済まないが、代わりに怒られてくれないか?」


「命に代えてもお届けします。

それと喜んで代わりに怒られますよ。

あと……ご主君への伝言とは?」


 ベルナルドに手招きされて、耳元で伝言を聞いたセヴランの目には、涙があふれていた。


 翌日、はじめての大がかりな攻勢がはじまった。

 ベルナルドがムリを押して指揮を執っていることは、味方には知れ渡っている。

 アンディーノも気がついているからこその博打だろう。

 つまり後詰めが、近くに来ているのだ。


 ベルナルドは鎧を身に纏い、部下たちを鼓舞し続ける。

 何度かの波状攻撃も、ベルナルドの的確な指揮と、部下たちの必死の防戦によって撃退した。

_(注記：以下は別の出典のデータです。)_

//! Performance metrics and statistics tracking for the screening pipeline.

use crate::models::ensemble::argmax;
use crate::types::report::{Outcome, RelevanceVerdict, UNDETERMINED};
use std::collections::BTreeMap;
use std::sync::atomic::{AtomicU64, Ordering};
use std::sync::RwLock;
use std::time::{Duration, Instant};
use tracing::info;

/// Metrics collector for pipeline performance
pub struct PipelineMetrics {
    /// Total requests that reached a terminal state
    pub requests_processed: AtomicU64,
    /// Requests rejected by the relevance gate
    pub requests_rejected: AtomicU64,
    /// Requests that ended in an error
    pub requests_failed: AtomicU64,
    /// Diagnoses by label
    diagnoses_by_label: RwLock<BTreeMap<String, u64>>,
    /// Processing times (in microseconds)
    processing_times: RwLock<Vec<u64>>,
    /// Model inference times (in microseconds)
    model_times: RwLock<BTreeMap<String, Vec<u64>>>,
    /// Confidence distribution buckets (tenths of 100%)
    confidence_buckets: RwLock<[u64; 10]>,
    /// Reconstruction errors of gated images
    reconstruction_errors: RwLock<Vec<f64>>,
    /// Start time for rate calculation
    start_time: Instant,
    /// Fraction of models agreeing with the fused label, per diagnosis
    model_agreements: RwLock<Vec<f64>>,
}

impl PipelineMetrics {
    /// Create a new metrics collector
    pub fn new() -> Self {
        Self {
            requests_processed: AtomicU64::new(0),
            requests_rejected: AtomicU64::new(0),
            requests_failed: AtomicU64::new(0),
            diagnoses_by_label: RwLock::new(BTreeMap::new()),
            processing_times: RwLock::new(Vec::with_capacity(1000)),
            model_times: RwLock::new(BTreeMap::new()),
            confidence_buckets: RwLock::new([0; 10]),
            reconstruction_errors: RwLock::new(Vec::with_capacity(1000)),
            start_time: Instant::now(),
            model_agreements: RwLock::new(Vec::with_capacity(1000)),
        }
    }

    /// Record a request that finished with an outcome
    pub fn record_outcome(&self, outcome: &Outcome, processing_time: Duration) {
        self.record_processing_time(processing_time);

        match outcome {
            Outcome::Diagnosed(result) => {
                let label = if result.abstained {
                    UNDETERMINED.to_string()
                } else {
                    result.label.clone()
                };
                if let Ok(mut by_label) = self.diagnoses_by_label.write() {
                    *by_label.entry(label).or_insert(0) += 1;
                }

                let bucket = (result.confidence / 10.0).clamp(0.0, 9.0) as usize;
                if let Ok(mut buckets) = self.confidence_buckets.write() {
                    buckets[bucket] += 1;
                }

                if let Some(index) = result.classes.iter().position(|c| *c == result.label) {
                    self.record_model_agreement(&result.model_probabilities, index);
                }
            }
            Outcome::Rejected(_) => {
                self.requests_rejected.fetch_add(1, Ordering::Relaxed);
            }
        }
    }

    /// Record a request that ended in an error
    pub fn record_failure(&self, processing_time: Duration) {
        self.record_processing_time(processing_time);
        self.requests_failed.fetch_add(1, Ordering::Relaxed);
    }

    fn record_processing_time(&self, processing_time: Duration) {
        self.requests_processed.fetch_add(1, Ordering::Relaxed);

        if let Ok(mut times) = self.processing_times.write() {
            times.push(processing_time.as_micros() as u64);
            // Keep only last 10000 for memory efficiency
            if times.len() > 10000 {
                times.drain(0..5000);
            }
        }
    }

    /// Record a relevance verdict that came from a real detector run
    pub fn record_relevance(&self, verdict: &RelevanceVerdict) {
        if verdict.skipped {
            return;
        }
        if let Ok(mut errors) = self.reconstruction_errors.write() {
            errors.push(verdict.reconstruction_error);
            if errors.len() > 1000 {
                errors.drain(0..500);
            }
        }
    }

    /// Record model inference time
    pub fn record_model_time(&self, model_name: &str, duration: Duration) {
        if let Ok(mut times) = self.model_times.write() {
            let model_times = times.entry(model_name.to_string()).or_default();
            model_times.push(duration.as_micros() as u64);
            // Keep only last 1000 per model
            if model_times.len() > 1000 {
                model_times.drain(0..500);
            }
        }
    }

    /// Record how many models individually picked the fused class
    pub fn record_model_agreement(
        &self,
        model_probabilities: &BTreeMap<String, Vec<f64>>,
        fused_index: usize,
    ) {
        if model_probabilities.len() < 2 {
            return;
        }

        let agreeing = model_probabilities
            .values()
            .filter(|probs| argmax(probs).map(|(i, _)| i) == Some(fused_index))
            .count();
        let agreement = agreeing as f64 / model_probabilities.len() as f64;

        if let Ok(mut agreements) = self.model_agreements.write() {
            agreements.push(agreement);
            if agreements.len() > 1000 {
                agreements.drain(0..500);
            }
        }
    }

    /// Snapshot of everything recorded so far
    pub fn summary(&self) -> ScreeningSummary {
        let processed = self.requests_processed.load(Ordering::Relaxed);
        let rejected = self.requests_rejected.load(Ordering::Relaxed);
        let failed = self.requests_failed.load(Ordering::Relaxed);

        let latency = self
            .processing_times
            .read()
            .map(|times| LatencyStats::from_samples(&times))
            .unwrap_or_default();

        let model_latency = self
            .model_times
            .read()
            .map(|times| {
                times
                    .iter()
                    .filter(|(_, samples)| !samples.is_empty())
                    .map(|(model, samples)| (model.clone(), LatencyStats::from_samples(samples)))
                    .collect()
            })
            .unwrap_or_default();

        let elapsed = self.start_time.elapsed().as_secs_f64();

        ScreeningSummary {
            processed,
            diagnosed: processed.saturating_sub(rejected + failed),
            rejected,
            failed,
            diagnoses_by_label: self
                .diagnoses_by_label
                .read()
                .map(|by_label| by_label.clone())
                .unwrap_or_default(),
            confidence_buckets: self
                .confidence_buckets
                .read()
                .map(|buckets| *buckets)
                .unwrap_or_default(),
            avg_reconstruction_error: average(&self.reconstruction_errors),
            avg_agreement: average(&self.model_agreements),
            latency,
            model_latency,
            throughput: if elapsed > 0.0 { processed as f64 / elapsed } else { 0.0 },
        }
    }

    /// Log the end-of-run summary
    pub fn print_summary(&self) {
        let summary = self.summary();

        info!(
            processed = summary.processed,
            diagnosed = summary.diagnosed,
            rejected = summary.rejected,
            failed = summary.failed,
            rejection_rate = format!("{:.1}%", summary.rejection_rate() * 100.0),
            throughput = format!("{:.2} img/s", summary.throughput),
            "Screening summary"
        );
        info!(
            mean_us = summary.latency.mean_us,
            p50_us = summary.latency.p50_us,
            p95_us = summary.latency.p95_us,
            max_us = summary.latency.max_us,
            "Request latency"
        );
        info!(
            avg_reconstruction_error = format!("{:.5}", summary.avg_reconstruction_error),
            model_agreement = format!("{:.1}%", summary.avg_agreement * 100.0),
            "Gate and ensemble health"
        );

        for (label, count) in &summary.diagnoses_by_label {
            info!(
                label = %label,
                count,
                share = format!("{:.1}%", summary.label_share(label) * 100.0),
                "Diagnoses"
            );
        }
        if summary.diagnosed > 0 {
            info!(buckets = ?summary.confidence_buckets, "Confidence distribution (10% buckets)");
        }

        for (model, stats) in &summary.model_latency {
            info!(
                model = %model,
                calls = stats.samples,
                mean_us = stats.mean_us,
                p95_us = stats.p95_us,
                "Model latency"
            );
        }
    }
}

fn average(values: &RwLock<Vec<f64>>) -> f64 {
    match values.read() {
        Ok(values) if !values.is_empty() => values.iter().sum::<f64>() / values.len() as f64,
        _ => 0.0,
    }
}

impl Default for PipelineMetrics {
    fn default() -> Self {
        Self::new()
    }
}

/// Latency percentiles over recorded samples, in microseconds
#[derive(Debug, Default, Clone, Copy, PartialEq, Eq)]
pub struct LatencyStats {
    pub samples: usize,
    pub mean_us: u64,
    pub p50_us: u64,
    pub p95_us: u64,
    pub max_us: u64,
}

impl LatencyStats {
    fn from_samples(samples: &[u64]) -> Self {
        if samples.is_empty() {
            return Self::default();
        }

        let mut sorted = samples.to_vec();
        sorted.sort_unstable();
        let count = sorted.len();
        // Nearest-rank percentile
        let rank = |q: f64| sorted[((q * count as f64).ceil() as usize).clamp(1, count) - 1];

        Self {
            samples: count,
            mean_us: sorted.iter().sum::<u64>() / count as u64,
            p50_us: rank(0.50),
            p95_us: rank(0.95),
            max_us: sorted[count - 1],
        }
    }
}

/// Point-in-time view of a screening run
#[derive(Debug, Clone, Default)]
pub struct ScreeningSummary {
    pub processed: u64,
    pub diagnosed: u64,
    pub rejected: u64,
    pub failed: u64,
    pub diagnoses_by_label: BTreeMap<String, u64>,
    /// Diagnoses per 10% confidence band
    pub confidence_buckets: [u64; 10],
    /// Mean reconstruction error over images the detector actually scored
    pub avg_reconstruction_error: f64,
    /// Mean fraction of models whose own argmax matched the fused label
    pub avg_agreement: f64,
    pub latency: LatencyStats,
    /// Keyed by `<FAMILY>/<model id>`
    pub model_latency: BTreeMap<String, LatencyStats>,
    /// Images per second since the collector was created
    pub throughput: f64,
}

impl ScreeningSummary {
    /// Fraction of processed images the relevance gate turned away.
    pub fn rejection_rate(&self) -> f64 {
        if self.processed == 0 {
            0.0
        } else {
            self.rejected as f64 / self.processed as f64
        }
    }

    /// Fraction of diagnoses that carried `label`.
    pub fn label_share(&self, label: &str) -> f64 {
        match self.diagnoses_by_label.get(label) {
            Some(&count) if self.diagnosed > 0 => count as f64 / self.diagnosed as f64,
            _ => 0.0,
        }
    }
}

 とくに奮闘したのは、ベルナルドに救われた他家の従卒たちだ。

 矢だけでは城門を破れないので、敵は押し寄せる。

 それを死に物狂いで押し返す。

 その気迫に敵はひるんで力攻めを避けたのだ。


 そして秋雨が降り出したとき、敵陣から太鼓が鳴り響く。

 アンディーノは静かに撤収していった。

 ヴァード・リーグレの戦士たちは、誰ひとりとして警戒を解かない。


 それが少し緩んだのは、物見が援軍の姿を見つけたときだ。

 その知らせに、ヴァード・リーグレに歓声が響き渡る。


 セヴランはその報告をすべくベルナルドの元に駆け寄る。

 だがベルナルドの周囲にいる者たちの様子から、すべてを悟った。

 皆が目を赤くして、直立不動でベルナルドを見守っていたのだ。


 ベルナルドは将几しょうぎ に座ったまま、穏やかな顔で目をつむっていた。

 その目が開くことは、二度となかったのである。


                   ◆◇◆◇◆


 ベルナルド負傷の知らせが届いた、翌日のラヴェンナは曇り空。

 雨が降りそうで降らない、そんなジメジメした天気だ。


 マガリ・プランケットは、ベルナルドの妻ゼナ・レヴィディス・ガリンドを訪ねていた。

 心配になって様子を見にきたのだ。

 ゼナはベルナルド負傷の知らせを聞いたとき、気丈に振る舞っていた。

 これなら大丈夫か、とマガリは内心安堵あんどする。

 マガリはゼナと軽い世間話をしたあと、席を立つ。


 ゴトン。


 飾ってあった花瓶が、いきなり軽く跳ねて床に落ちたのだ。

 ゼナの顔が青くなって、その花瓶を急いで拾い上げる。


 マガリはその花瓶に見覚えがあった。


「ゼナ。

その花瓶はもしかして?」


 ゼナは大事そうに、花瓶を元の場所に戻した。


「はい。

主人が私にはじめてプレゼントしてくれたものです」


 マガリはゼナが拾い上げた花瓶を、じっと見つめる。


「ヒビは入っていないようだね……。

大事なものだから、割りたくなかったんだろう。

ベルナルドのヤツ……」


 ゼナは青い顔をしつつ、目に涙を浮かべる。


「こんなことは……はじめてです。

でも、似たような話は何度か聞かされていました……。

騎士の妻として、覚悟はずっと前からしています。

ついにそのときがきたのかもしれません」


 マガリは疲れたようなため息を漏らし、首をふる。


「なにかの偶然かもしれないよ。

ちゃんとした知らせがあるまで……。

ゼナはベルナルドの帰りを待ってあげるんだよ」


 マガリはそう口にしたものの、気休めにもならないと内心思っていた。

 ゼナは気丈にも、笑顔でうなずいた。


「ええ。

今までそうしてきたように……。

これからも、ずっとそうしますよ」


「何か困ったことがあれば遠慮せず、アタシに言っておくれ。

アタシはちょっと野暮用があってね。

逃げ出すようで悪いけど……。

失礼するよ」


 マガリはアルフレードに面会するつもりだった。

 それを口実に逃げたかったわけではない。

 ゼナをひとりにしておくべきだ、と思ったのだ。

 マガリがいては泣くことも出来ないだろう。

 騎士の妻としてそう生きてきたからだ。


 マガリが部屋をでると、かすかに嗚咽が聞こえた。

 力なく頭をふることしか、マガリには出来なかった。 

 

「ベルナルドの馬鹿野郎が。

なんでアタシより先に逝っちまうんだ……。

アイツの力になってくれ、と頼んだばっかりだろうに」


 重い足取りで、マガリはベルナルド邸をあとにする。

 外は冷たい秋雨が降り注いでいた。